CR: Depuis tes débuts, qu’est-ce qui a évolué au niveau de la musique, de la manière dont tu écris ? Ecris-tu différemment? Joues-tu différemment?
Nhojj: Ouais – c’est comme un processus de croissance et d’apprentissage pour moi. Voyons, comment exprimer ça? J’ai l’impression – en particulier pour ce qui concerne le jeu et la scène – je pense que, parce que je chante des expériences qui sont vraiment plus proches de ce que je ressens, des choses que j’ai vraiment vécues – en particulier dans une chanson comme « He Heals Me », ou « He and Him », ou «Bromance». Je pense que cela vient d’un endroit plus profond en moi. Pour moi, c’est très libérateur, très libérateur. C’est ce que j’essaie d’atteindre, arriver à plus d’honnêteté, même plus de liberté, plus de clarté – et explorer différentes façons de m’exprimer, d’exprimer notre réalité ici sur la terre.

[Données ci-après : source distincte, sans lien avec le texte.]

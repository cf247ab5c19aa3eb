//! The locally materialized namespace: object attributes, the children index and paths.

use sd_sync::{Branch, ContentHash, ObjectType, Oid, Soid, Sokid, StoreId};

use std::{collections::BTreeMap, fmt};

use serde::{Deserialize, Serialize};
use tracing::trace;

use super::{
	db::{self, key, Tx, CHILDREN, OBJECTS},
	epoch, Error,
};

#[derive(Serialize, Deserialize, Clone, PartialEq, Eq, Debug)]
pub struct ContentAttributes {
	pub hash: ContentHash,
	pub size: u64,
}

#[derive(Serialize, Deserialize, Clone, PartialEq, Eq, Debug)]
pub struct ObjectAttributes {
	pub soid: Soid,
	pub object_type: ObjectType,
	pub parent: Oid,
	pub name: String,
	/// Excluded from this device by selective sync, along with its whole subtree.
	pub expelled: bool,
	pub branches: BTreeMap<Branch, ContentAttributes>,
}

/// Location of an object relative to its store root, or to the store trash.
#[derive(Clone, PartialEq, Eq, Debug)]
pub struct ResolvedPath {
	pub store: StoreId,
	pub elements: Vec<String>,
	pub in_trash: bool,
}

impl fmt::Display for ResolvedPath {
	fn fmt(&self, f: &mut fmt::Formatter<'_>) -> fmt::Result {
		if self.in_trash {
			f.write_str("trash:")?;
		}

		if self.elements.is_empty() {
			return f.write_str("/");
		}

		for element in &self.elements {
			write!(f, "/{element}")?;
		}

		Ok(())
	}
}

fn put(tx: &mut Tx, oa: &ObjectAttributes) -> Result<(), db::Error> {
	tx.insert(OBJECTS, &key::soid(oa.soid), oa)
}

/// Creates the root and trash of `store` and starts fetching it from epoch 0.
pub fn provision_store(tx: &mut Tx, store: StoreId) -> Result<(), db::Error> {
	for (oid, name) in [(Oid::ROOT, ""), (Oid::TRASH, ".trash")] {
		let soid = Soid::new(store, oid);

		if get_object_nullable(tx, soid)?.is_none() {
			put(
				tx,
				&ObjectAttributes {
					soid,
					object_type: ObjectType::Folder,
					parent: oid,
					name: name.to_string(),
					expelled: false,
					branches: BTreeMap::new(),
				},
			)?;
		}
	}

	epoch::init(tx, store)
}

pub fn get_object_nullable(tx: &Tx, soid: Soid) -> Result<Option<ObjectAttributes>, db::Error> {
	tx.get(OBJECTS, &key::soid(soid))
}

pub fn get_object(tx: &Tx, soid: Soid) -> Result<ObjectAttributes, Error> {
	get_object_nullable(tx, soid)?.ok_or(Error::ObjectNotFound(soid))
}

fn occupy(tx: &mut Tx, parent: Soid, name: &str, oid: Oid) -> Result<(), Error> {
	match get_child_by_name(tx, parent, name)? {
		Some(occupant) if occupant != oid => Err(Error::Invariant(format!(
			"name '{name}' under {parent} already taken by {occupant}"
		))),
		_ => {
			tx.insert(CHILDREN, &key::named(parent, name), &oid)?;
			Ok(())
		}
	}
}

/// Creates `soid` under `parent`, a no-op if it already exists with the same type.
pub fn create_object(
	tx: &mut Tx,
	object_type: ObjectType,
	soid: Soid,
	parent: Oid,
	name: &str,
) -> Result<(), Error> {
	if let Some(existing) = get_object_nullable(tx, soid)? {
		if existing.object_type == object_type {
			trace!(%soid, "Object already exists;");
			return Ok(());
		}

		return Err(Error::Invariant(format!(
			"{soid} exists as a {} but was created as a {object_type}",
			existing.object_type
		)));
	}

	let parent_soid = soid.with_oid(parent);
	get_object(tx, parent_soid)?;
	occupy(tx, parent_soid, name, soid.oid)?;

	put(
		tx,
		&ObjectAttributes {
			soid,
			object_type,
			parent,
			name: name.to_string(),
			expelled: false,
			branches: BTreeMap::new(),
		},
	)?;

	Ok(())
}

pub fn set_parent_and_name(
	tx: &mut Tx,
	soid: Soid,
	parent: Oid,
	name: &str,
) -> Result<(), Error> {
	let mut oa = get_object(tx, soid)?;

	if oa.parent == parent && oa.name == name {
		return Ok(());
	}

	if soid.oid.is_root() || soid.oid.is_trash() {
		return Err(Error::Invariant(format!("{soid} cannot be moved")));
	}

	let parent_soid = soid.with_oid(parent);
	get_object(tx, parent_soid)?;

	if is_ancestor(tx, soid.oid, parent_soid)? {
		return Err(Error::Invariant(format!(
			"moving {soid} under {parent_soid} would detach it from the root"
		)));
	}

	occupy(tx, parent_soid, name, soid.oid)?;
	tx.remove::<Oid>(CHILDREN, &key::named(soid.with_oid(oa.parent), &oa.name))?;

	oa.parent = parent;
	oa.name = name.to_string();
	put(tx, &oa)?;

	Ok(())
}

pub fn get_child_by_name(tx: &Tx, parent: Soid, name: &str) -> Result<Option<Oid>, db::Error> {
	tx.get(CHILDREN, &key::named(parent, name))
}

pub fn children(tx: &Tx, parent: Soid) -> Result<Vec<Oid>, db::Error> {
	Ok(tx
		.scan(CHILDREN, &key::soid(parent))?
		.into_iter()
		.map(|(_, oid)| oid)
		.collect())
}

/// Walks from `soid` up to the store root or trash, `soid` included.
fn ancestors(tx: &Tx, soid: Soid) -> Result<Vec<ObjectAttributes>, Error> {
	let mut chain = Vec::new();
	let mut current = soid;

	for _ in 0..=tx.len(OBJECTS)? {
		let oa = get_object(tx, current)?;
		let reached_top = current.oid.is_root() || current.oid.is_trash();

		current = current.with_oid(oa.parent);
		chain.push(oa);

		if reached_top {
			return Ok(chain);
		}
	}

	Err(Error::Invariant(format!(
		"parent chain of {soid} does not reach the root"
	)))
}

/// Whether `ancestor` is `soid` itself or one of its ancestors.
pub fn is_ancestor(tx: &Tx, ancestor: Oid, soid: Soid) -> Result<bool, Error> {
	Ok(ancestors(tx, soid)?
		.iter()
		.any(|oa| oa.soid.oid == ancestor))
}

pub fn resolve_path(tx: &Tx, soid: Soid) -> Result<ResolvedPath, Error> {
	let chain = ancestors(tx, soid)?;
	let in_trash = chain.last().is_some_and(|oa| oa.soid.oid.is_trash());

	Ok(ResolvedPath {
		store: soid.store,
		elements: chain
			.iter()
			.rev()
			.skip(1)
			.map(|oa| oa.name.clone())
			.collect(),
		in_trash,
	})
}

pub fn is_in_trash(tx: &Tx, soid: Soid) -> Result<bool, Error> {
	Ok(ancestors(tx, soid)?
		.last()
		.is_some_and(|oa| oa.soid.oid.is_trash()))
}

pub fn is_expelled(tx: &Tx, soid: Soid) -> Result<bool, Error> {
	Ok(ancestors(tx, soid)?.iter().any(|oa| oa.expelled))
}

pub fn set_expelled(tx: &mut Tx, soid: Soid, expelled: bool) -> Result<(), Error> {
	let mut oa = get_object(tx, soid)?;
	oa.expelled = expelled;
	put(tx, &oa)?;

	Ok(())
}

pub fn get_content(tx: &Tx, sokid: Sokid) -> Result<Option<ContentAttributes>, db::Error> {
	Ok(get_object_nullable(tx, sokid.soid)?
		.and_then(|mut oa| oa.branches.remove(&sokid.branch)))
}

pub fn get_content_hash(tx: &Tx, sokid: Sokid) -> Result<Option<ContentHash>, db::Error> {
	Ok(get_content(tx, sokid)?.map(|content| content.hash))
}

/// Records locally available content for a branch of a file.
pub fn set_content(tx: &mut Tx, sokid: Sokid, content: ContentAttributes) -> Result<(), Error> {
	if sokid.branch > Branch::CONFLICT {
		return Err(Error::Invariant(format!(
			"{sokid} exceeds the two branches a file may have"
		)));
	}

	let mut oa = get_object(tx, sokid.soid)?;

	if !oa.object_type.is_file() {
		return Err(Error::Invariant(format!(
			"{} is a {} and has no content",
			sokid.soid, oa.object_type
		)));
	}

	oa.branches.insert(sokid.branch, content);
	put(tx, &oa)?;

	Ok(())
}

/// Returns whether the branch existed.
pub fn delete_branch(tx: &mut Tx, sokid: Sokid) -> Result<bool, Error> {
	let mut oa = get_object(tx, sokid.soid)?;
	let existed = oa.branches.remove(&sokid.branch).is_some();

	if existed {
		put(tx, &oa)?;
	}

	Ok(existed)
}

/// Moves an object, and the parent reference of its children, from `from` to `to`.
pub fn rekey_object(tx: &mut Tx, from: Soid, to: Oid) -> Result<(), Error> {
	let target = from.with_oid(to);

	if get_object_nullable(tx, target)?.is_some() {
		return Err(Error::Invariant(format!(
			"cannot rekey {from}, {target} already exists"
		)));
	}

	let mut oa = tx
		.remove::<ObjectAttributes>(OBJECTS, &key::soid(from))?
		.ok_or(Error::ObjectNotFound(from))?;

	oa.soid = target;
	tx.insert(CHILDREN, &key::named(from.with_oid(oa.parent), &oa.name), &to)?;
	put(tx, &oa)?;

	for child in children(tx, from)? {
		let Some(mut child_oa) = get_object_nullable(tx, from.with_oid(child))? else {
			continue;
		};

		child_oa.parent = to;
		tx.remove::<Oid>(CHILDREN, &key::named(from, &child_oa.name))?;
		tx.insert(CHILDREN, &key::named(target, &child_oa.name), &child)?;
		put(tx, &child_oa)?;
	}

	Ok(())
}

CR: Peux-tu me dire ce que cela fait de recevoir des récompenses pour ta musique
Nhojj: Pour moi personnellement, c’est une belle reconnaissance, c’est agréable d’entendre de mes pairs qu’ils respectent le travail que je fais, qu’ils respectent la musique que je crée. C’est vraiment encourageant. Tu sais, créer c’est parfois effrayant – parce que je ne sais jamais ce que la réaction sera, j’espère toujours que les gens aimeront ce que je fais, mais je ne suis jamais vraiment sûr. Donc, obtenir des récompenses c’est vraiment encourageant, ça m’encourage à continuer. Et je pense que pour les autres, pour les jeunes musiciens, je pense que c’est source d’inspiration pour eux de savoir que on peut être honoré pour avoir créer une œuvre honnête et fidèle à nos expériences . Je pense que c’est important – je pense que les artistes sont vraiment importants dans le changement des perceptions des gens. Je pense que l’activité politique est essentielle, parce que les changements des lois, légalise d’une certaine manière notre vie – elle fournit le cadre. Mais ce sont les artistes, les gens qui se marient, qui vivent ensemble, qui ajoutent la couleur, ils apportent les détails à la peinture – ils donnent la vie, ils lui donnent un sens. Et je pense que ça c’est important.